Accessibility burden
Use a heading or labelled region that describes the scope of the list.
Common misuse
Filling recently viewed with recommendations, ads, popular items, or related content.
Decision rules
  • Prefer saved search when users repeatedly run the same query, filters, sort, and scope and need a named object they can rerun later.
  • Prefer basic search when the user needs a one-off query box, result count, and recovery path without creating a reusable saved object.
  • Prefer a filter panel when the design problem is exposing selectable criteria for the current result set rather than storing those criteria for future sessions.
  • Prefer recently viewed when the system passively lists items the user opened; recently viewed should not imply the user intentionally saved a query.
  • Saved search should persist criteria, not a frozen result snapshot, because the result list can change as new matching records are created or old records change.
  • Saved search needs ownership, visibility, naming, and management states, especially when the search can be private, shared, favorited, subscribed to, copied, edited, or deleted.
  • Use saved filter as a narrower future pattern when users store a reusable filter set without a text query, ranking, scope, notification, or saved result-view identity.
  • Do not hide saved-search execution behind browser bookmarks because product state such as permissions, result counts, subscriptions, stale fields, or changed query language needs product feedback.
  • When a saved search is edited, show whether the user is updating the saved criteria, saving a copy, or temporarily modifying the current run.

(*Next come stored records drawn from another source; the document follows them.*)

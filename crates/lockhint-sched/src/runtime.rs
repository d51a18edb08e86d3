//! The callback surface an external scheduler runtime drives.
//!
//! The runtime owns invocation timing and thread placement; the policy only
//! supplies decisions. Implementations must never block, allocate, or
//! perform I/O inside `on_cpu_select`/`on_enqueue` — those run in a
//! latency-bounded scheduling context on every wakeup/enqueue.

use lockhint_error::HintError;
use lockhint_types::CpuId;
use tracing::info;

use crate::policy::{EnqueueDecision, HintPolicy, SchedTask};

/// Capability interface between the scheduler runtime and the hint policy.
pub trait SchedulerOps {
    /// Called once when the runtime attaches the policy.
    ///
    /// # Errors
    ///
    /// Attachment-time failures only; the runtime treats an error as fatal
    /// for itself and does not retry.
    fn on_init(&self) -> Result<(), HintError>;

    /// Called once when the runtime detaches.
    fn on_teardown(&self);

    /// CPU placement for `task` waking up, given where it last ran.
    fn on_cpu_select(&self, task: &SchedTask, prev_cpu: CpuId) -> CpuId;

    /// Slice assignment for `task` entering a run queue.
    fn on_enqueue(&self, task: &SchedTask) -> EnqueueDecision;
}

impl SchedulerOps for HintPolicy {
    fn on_init(&self) -> Result<(), HintError> {
        self.log_attached();
        Ok(())
    }

    fn on_teardown(&self) {
        info!("hint policy detached");
    }

    fn on_cpu_select(&self, task: &SchedTask, prev_cpu: CpuId) -> CpuId {
        self.select_cpu(task, prev_cpu)
    }

    fn on_enqueue(&self, task: &SchedTask) -> EnqueueDecision {
        self.enqueue(task)
    }
}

  • When saved searches are shared, expose who can view or edit them and avoid leaking private query names, sensitive criteria, or result counts across permission boundaries.
Inspect live examples
Failure modes
  • The Save search action stores only the current result IDs, so newly matching records never appear when users rerun it.
  • A saved search is renamed or edited with no owner, visibility, or last-run state, so teams cannot tell whether it is safe to use.
  • A user changes criteria after opening a saved search and accidentally overwrites the shared version instead of saving a copy.
  • Private saved search names or result counts appear in a shared sidebar to users who cannot access the underlying criteria.
  • Saved searches, recent searches, filters, and bookmarks are mixed in one unlabelled list.
  • An alert subscription keeps emailing stale results after the saved criteria were deleted or lost permissions.